Media-related issues were the subject of an award-winning project created by Miami University Interactive Media Studies (IMS) students, which recently earned the Grand Prize Faculty/Student Collaboration Award at the Fair Use and Free Speech Film Contest.

IMS professors and students chose this project, which was executed in an IMS capstone class, to help high school and college students think critically about the media. The DVD they created, aptly titled Critical Media, confronts a variety of issues concerning the media, including the problem of direct-to-consumer pharmaceutical advertising, the subversive history of television, the typical dreams of television anchors, Channel One in-school commercial TV news service and the ethics of the U.S. government's public relations.

"I wanted people to understand the political and economic forces that influence what we watch on TV," said Bettina Fabos, an IMS and journalism assistant professor at Miami who helped lead the spring 2006 capstone class toward winning the award.

The contest, sponsored by the University Film and Video Association (UFVA) and the Center for Social Media at American University in Washington, D.C., awarded the class $1,500 which will be put toward future IMS classes.

The DVD contains 18 segments, each of which ranges from five to eight minutes. The project consisted of at least 100 hours of work per person and weekend class meetings.
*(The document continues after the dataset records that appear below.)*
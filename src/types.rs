// src/types.rs
//! Records served by the scraping API.
//!
//! The wire uses the scraper backend's Portuguese field names; the Rust side
//! renames them. Everything here is read-only input for the aggregator and the
//! change detector.

use std::collections::HashMap;

use chrono::{DateTime, NaiveDateTime, Utc};
use serde::{Deserialize, Deserializer, Serialize};

/// One scraped auction listing.
#[derive(Debug, Clone, PartialEq, Serialize, Deserialize)]
pub struct ItemRecord {
    pub id: u64,
    #[serde(rename = "nome_artista", default)]
    pub artist: Option<String>,
    #[serde(rename = "titulo", default)]
    pub title: Option<String>,
    /// Free-form, locale-ambiguous price string (e.g. "R$ 1.234,56").
    #[serde(rename = "valor", default)]
    pub price: Option<String>,
    /// Price refreshed after the auction closed.
    #[serde(rename = "valor_atualizado", default)]
    pub updated_price: Option<String>,
    #[serde(rename = "categoria", default)]
    pub category: Option<String>,
    #[serde(rename = "numero_lances", default)]
    pub bid_count: Option<i64>,
    #[serde(
        rename = "data_coleta",
        default,
        deserialize_with = "deserialize_timestamp"
    )]
    pub collected_at: Option<DateTime<Utc>>,
    #[serde(rename = "scraper_name", default)]
    pub source: String,
    #[serde(default)]
    pub url: Option<String>,
}

impl ItemRecord {
    /// Price string fed to the normalizer: primary price, else the updated one.
    pub fn price_text(&self) -> Option<&str> {
        self.price
            .as_deref()
            .filter(|p| !p.trim().is_empty())
            .or(self.updated_price.as_deref())
    }

    /// Bid count clamped to zero.
    pub fn bids(&self) -> u64 {
        self.bid_count.unwrap_or(0).max(0) as u64
    }
}

/// Lifecycle of a scraping session as reported by the backend.
#[derive(Debug, Clone, Copy, PartialEq, Eq, Serialize, Deserialize)]
#[serde(rename_all = "snake_case")]
pub enum SessionStatus {
    #[serde(alias = "executando", alias = "iniciando")]
    Running,
    #[serde(alias = "concluido")]
    Succeeded,
    #[serde(alias = "erro")]
    Failed,
    #[serde(alias = "interrompido")]
    Interrupted,
    #[serde(other)]
    Unknown,
}

impl SessionStatus {
    pub fn is_terminal(self) -> bool {
        matches!(self, Self::Succeeded | Self::Failed | Self::Interrupted)
    }
}

/// One execution run of a scraping job.
#[derive(Debug, Clone, PartialEq, Serialize, Deserialize)]
pub struct SessionRecord {
    pub id: u64,
    #[serde(rename = "scraper_name", default)]
    pub source: String,
    pub status: SessionStatus,
    #[serde(rename = "total_obras", default)]
    pub item_count: u64,
    #[serde(rename = "paginas_processadas", default)]
    pub page_count: u64,
    #[serde(rename = "inicio", default, deserialize_with = "deserialize_timestamp")]
    pub started_at: Option<DateTime<Utc>>,
    #[serde(rename = "fim", default, deserialize_with = "deserialize_timestamp")]
    pub finished_at: Option<DateTime<Utc>>,
    #[serde(rename = "erro", default)]
    pub error: Option<String>,
}

/// Aggregate counters from the stats endpoint.
#[derive(Debug, Clone, Default, PartialEq, Serialize, Deserialize)]
pub struct CollectionStats {
    #[serde(rename = "total_obras", default)]
    pub total_items: u64,
    #[serde(rename = "total_sessoes", default)]
    pub total_sessions: u64,
    #[serde(rename = "obras_por_categoria", default)]
    pub items_by_category: HashMap<String, u64>,
    #[serde(rename = "obras_por_scraper", default)]
    pub items_by_source: HashMap<String, u64>,
}

/// Parse an ISO-8601 timestamp with or without an offset. Naive values are UTC.
pub fn parse_timestamp(raw: &str) -> Option<DateTime<Utc>> {
    let s = raw.trim();
    if s.is_empty() {
        return None;
    }
    if let Ok(dt) = DateTime::parse_from_rfc3339(s) {
        return Some(dt.with_timezone(&Utc));
    }
    ["%Y-%m-%dT%H:%M:%S%.f", "%Y-%m-%d %H:%M:%S%.f", "%Y-%m-%dT%H:%M"]
        .iter()
        .find_map(|fmt| NaiveDateTime::parse_from_str(s, fmt).ok())
        .map(|naive| naive.and_utc())
}

// Bad timestamps degrade to `None` rather than failing the whole page.
fn deserialize_timestamp<'de, D>(d: D) -> Result<Option<DateTime<Utc>>, D::Error>
where
    D: Deserializer<'de>,
{
    let raw: Option<String> = Option::deserialize(d)?;
    Ok(raw.as_deref().and_then(parse_timestamp))
}

#[cfg(test)]
mod tests {
    use super::*;
    use chrono::{Datelike, Timelike};

    #[test]
    fn naive_and_offset_timestamps_parse() {
        let a = parse_timestamp("2025-03-04T10:20:30.123456").unwrap();
        assert_eq!((a.month(), a.day(), a.hour()), (3, 4, 10));
        let b = parse_timestamp("2025-03-04T10:20:30-03:00").unwrap();
        assert_eq!(b.hour(), 13);
        assert!(parse_timestamp("ontem").is_none());
        assert!(parse_timestamp("").is_none());
    }

    #[test]
    fn session_status_accepts_backend_spellings() {
        let s: SessionRecord = serde_json::from_str(
            r#"{"id":7,"scraper_name":"iarremate","status":"concluido","total_obras":12,
                "paginas_processadas":3,"inicio":"2025-01-01T10:00:00","fim":null,"erro":null}"#,
        )
        .unwrap();
        assert_eq!(s.status, SessionStatus::Succeeded);
        assert_eq!(s.item_count, 12);
        assert!(s.finished_at.is_none());

        let odd: SessionStatus = serde_json::from_str(r#""desconhecido""#).unwrap();
        assert_eq!(odd, SessionStatus::Unknown);
        let failed: SessionStatus = serde_json::from_str(r#""erro""#).unwrap();
        assert_eq!(failed, SessionStatus::Failed);
    }

    #[test]
    fn item_price_falls_back_to_updated_price() {
        let it: ItemRecord = serde_json::from_str(
            r#"{"id":1,"valor":"  ","valor_atualizado":"R$ 500,00","scraper_name":"leiloes_br",
                "data_coleta":"garbage","numero_lances":-2}"#,
        )
        .unwrap();
        assert_eq!(it.price_text(), Some("R$ 500,00"));
        assert_eq!(it.bids(), 0);
        assert!(it.collected_at.is_none());
    }
}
"It was a hell of a lot of writing, editing and producing," said senior Dylan Daney, producer of the project. "In group projects, there is always someone who doesn't pull his or her weight, but with this project, it was a group project of 20 people. If people didn't pull their weight it would show."

This project gave students a new role in the classroom, allowing them to be leaders in the production process and students in the classroom at the same time.

Students wrote original scripts and through the process of revising, professors and student executive producers had to drastically change these scripts at times - making the process frustrating and daunting for some.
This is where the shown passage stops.